BEGIN Material supplied

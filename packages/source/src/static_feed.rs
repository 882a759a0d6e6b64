//! In-memory feeds for tests, replays, and offline runs.

use std::sync::Arc;

use async_trait::async_trait;
use zone_safety_incident_models::Incident;
use zone_safety_infrastructure_models::InfrastructureAsset;
use zone_safety_zone_models::{Zone, ZoneCatalog};

use crate::progress::ProgressCallback;
use crate::raw::{RawIncident, normalize_all};
use crate::{
    FetchWindow, IncidentBatch, IncidentFeed, InfrastructureFeed, SourceError, ZoneCatalogLoader,
};

/// Serves a fixed set of records, filtered to the requested window.
#[derive(Debug, Clone, Default)]
pub struct StaticIncidentFeed {
    id: String,
    incidents: Vec<Incident>,
    raw: Vec<RawIncident>,
}

impl StaticIncidentFeed {
    #[must_use]
    pub fn new(id: impl Into<String>, incidents: Vec<Incident>) -> Self {
        Self {
            id: id.into(),
            incidents,
            raw: Vec::new(),
        }
    }

    /// Feed whose records go through normalization on every fetch.
    #[must_use]
    pub fn from_raw(id: impl Into<String>, raw: Vec<RawIncident>) -> Self {
        Self {
            id: id.into(),
            incidents: Vec::new(),
            raw,
        }
    }
}

#[async_trait]
impl IncidentFeed for StaticIncidentFeed {
    fn id(&self) -> &str {
        &self.id
    }

    async fn fetch(
        &self,
        window: &FetchWindow,
        progress: Arc<dyn ProgressCallback>,
    ) -> Result<IncidentBatch, SourceError> {
        let (normalized, skipped) = normalize_all(&self.raw, &self.id);

        let incidents: Vec<Incident> = self
            .incidents
            .iter()
            .cloned()
            .chain(normalized)
            .filter(|i| window.contains(i.occurred_at))
            .collect();

        progress.inc(incidents.len() as u64);
        Ok(IncidentBatch { incidents, skipped })
    }
}

/// Serves a fixed asset list.
#[derive(Debug, Clone, Default)]
pub struct StaticInfrastructureFeed(pub Vec<InfrastructureAsset>);

#[async_trait]
impl InfrastructureFeed for StaticInfrastructureFeed {
    async fn fetch(&self) -> Result<Vec<InfrastructureAsset>, SourceError> {
        Ok(self.0.clone())
    }
}

/// Serves a fixed zone list, validated on each load.
#[derive(Debug, Clone, Default)]
pub struct StaticZoneLoader(pub Vec<Zone>);

#[async_trait]
impl ZoneCatalogLoader for StaticZoneLoader {
    async fn load(&self) -> Result<ZoneCatalog, SourceError> {
        Ok(ZoneCatalog::new(self.0.clone())?)
    }
}

#[cfg(test)]
mod tests {
    use super::*;
    use crate::progress::null_progress;
    use chrono::{TimeZone as _, Utc};
    use zone_safety_incident_models::SkipReason;
    use zone_safety_zone_models::ZoneKind;

    fn window() -> FetchWindow {
        FetchWindow {
            start: Utc.with_ymd_and_hms(2025, 5, 1, 0, 0, 0).unwrap(),
            end: Utc.with_ymd_and_hms(2025, 5, 31, 23, 59, 59).unwrap(),
        }
    }

    fn raw(date: &str) -> RawIncident {
        RawIncident {
            occurred_at: Some(date.to_string()),
            incident_type: Some("HURTO BICICLETAS".to_string()),
            zone_hint: None,
            latitude: Some("4.6".to_string()),
            longitude: Some("-74.1".to_string()),
            quantity: None,
        }
    }

    #[tokio::test]
    async fn filters_to_window_and_counts_skips() {
        let feed = StaticIncidentFeed::from_raw(
            "TEST",
            vec![
                raw("2025-05-10T10:00:00"),
                raw("2025-04-10T10:00:00"),
                RawIncident {
                    longitude: None,
                    ..raw("2025-05-11T10:00:00")
                },
            ],
        );

        let batch = feed.fetch(&window(), null_progress()).await.unwrap();
        assert_eq!(batch.incidents.len(), 1);
        assert_eq!(batch.incidents[0].source, "TEST");
        assert_eq!(batch.skipped_for(SkipReason::MissingCoordinates), 1);
    }

    #[tokio::test]
    async fn zone_loader_validates_catalog() {
        let orphan = Zone {
            code: "0801".to_string(),
            kind: ZoneKind::SubLevel,
            name: "Orphan".to_string(),
            parent_code: Some("08".to_string()),
            area_km2: 1.0,
            boundary_geojson: None,
            centroid: None,
        };

        let result = StaticZoneLoader(vec![orphan]).load().await;
        assert!(matches!(result, Err(SourceError::Catalog(_))));
    }
}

END Material supplied

__Description of the task__: The answer must be every entry, reproduced exactly.

__Written solution__:
filename packages/source/src/static_feed.rs
repository 882a759a0d6e6b64
//! In-memory feeds for tests, replays, and offline runs.

use std::sync::Arc;

use async_trait::async_trait;
use zone_safety_incident_models::Incident;
use zone_safety_infrastructure_models::InfrastructureAsset;
use zone_safety_zone_models::{Zone, ZoneCatalog};

use crate::progress::ProgressCallback;
use crate::raw::{RawIncident, normalize_all};
use crate::{
    FetchWindow, IncidentBatch, IncidentFeed, InfrastructureFeed, SourceError, ZoneCatalogLoader,
};

/// Serves a fixed set of records, filtered to the requested window.
#[derive(Debug, Clone, Default)]
pub struct StaticIncidentFeed {
    id: String,
    incidents: Vec<Incident>,
    raw: Vec<RawIncident>,
}

impl StaticIncidentFeed {
    #[must_use]
    pub fn new(id: impl Into<String>, incidents: Vec<Incident>) -> Self {
        Self {
            id: id.into(),
            incidents,
            raw: Vec::new(),
        }
    }

    /// Feed whose records go through normalization on every fetch.
    #[must_use]
    pub fn from_raw(id: impl Into<String>, raw: Vec<RawIncident>) -> Self {
        Self {
            id: id.into(),
            incidents: Vec::new(),
            raw,
        }
    }
}

#[async_trait]
impl IncidentFeed for StaticIncidentFeed {
    fn id(&self) -> &str {
        &self.id
    }

    async fn fetch(
        &self,
        window: &FetchWindow,
        progress: Arc<dyn ProgressCallback>,
    ) -> Result<IncidentBatch, SourceError> {
        let (normalized, skipped) = normalize_all(&self.raw, &self.id);

        let incidents: Vec<Incident> = self
            .incidents
            .iter()
            .cloned()
            .chain(normalized)
            .filter(|i| window.contains(i.occurred_at))
            .collect();

        progress.inc(incidents.len() as u64);
        Ok(IncidentBatch { incidents, skipped })
    }
}

/// Serves a fixed asset list.
#[derive(Debug, Clone, Default)]
pub struct StaticInfrastructureFeed(pub Vec<InfrastructureAsset>);

#[async_trait]
impl InfrastructureFeed for StaticInfrastructureFeed {
    async fn fetch(&self) -> Result<Vec<InfrastructureAsset>, SourceError> {
        Ok(self.0.clone())
    }
}

/// Serves a fixed zone list, validated on each load.
#[derive(Debug, Clone, Default)]
pub struct StaticZoneLoader(pub Vec<Zone>);

#[async_trait]
impl ZoneCatalogLoader for StaticZoneLoader {
    async fn load(&self) -> Result<ZoneCatalog, SourceError> {
        Ok(ZoneCatalog::new(self.0.clone())?)
    }
}

#[cfg(test)]
mod tests {
    use super::*;
    use crate::progress::null_progress;
    use chrono::{TimeZone as _, Utc};
    use zone_safety_incident_models::SkipReason;
    use zone_safety_zone_models::ZoneKind;

    fn window() -> FetchWindow {
        FetchWindow {
            start: Utc.with_ymd_and_hms(2025, 5, 1, 0, 0, 0).unwrap(),
            end: Utc.with_ymd_and_hms(2025, 5, 31, 23, 59, 59).unwrap(),
        }
    }

    fn raw(date: &str) -> RawIncident {
        RawIncident {
            occurred_at: Some(date.to_string()),
            incident_type: Some("HURTO BICICLETAS".to_string()),
            zone_hint: None,
            latitude: Some("4.6".to_string()),
            longitude: Some("-74.1".to_string()),
            quantity: None,
        }
    }

    #[tokio::test]
    async fn filters_to_window_and_counts_skips() {
        let feed = StaticIncidentFeed::from_raw(
            "TEST",
            vec![
                raw("2025-05-10T10:00:00"),
                raw("2025-04-10T10:00:00"),
                RawIncident {
                    longitude: None,
                    ..raw("2025-05-11T10:00:00")
                },
            ],
        );

        let batch = feed.fetch(&window(), null_progress()).await.unwrap();
        assert_eq!(batch.incidents.len(), 1);
        assert_eq!(batch.incidents[0].source, "TEST");
        assert_eq!(batch.skipped_for(SkipReason::MissingCoordinates), 1);
    }

    #[tokio::test]
    async fn zone_loader_validates_catalog() {
        let orphan = Zone {
            code: "0801".to_string(),
            kind: ZoneKind::SubLevel,
            name: "Orphan".to_string(),
            parent_code: Some("08".to_string()),
            area_km2: 1.0,
            boundary_geojson: None,
            centroid: None,
        };

        let result = StaticZoneLoader(vec![orphan]).load().await;
        assert!(matches!(result, Err(SourceError::Catalog(_))));
    }
}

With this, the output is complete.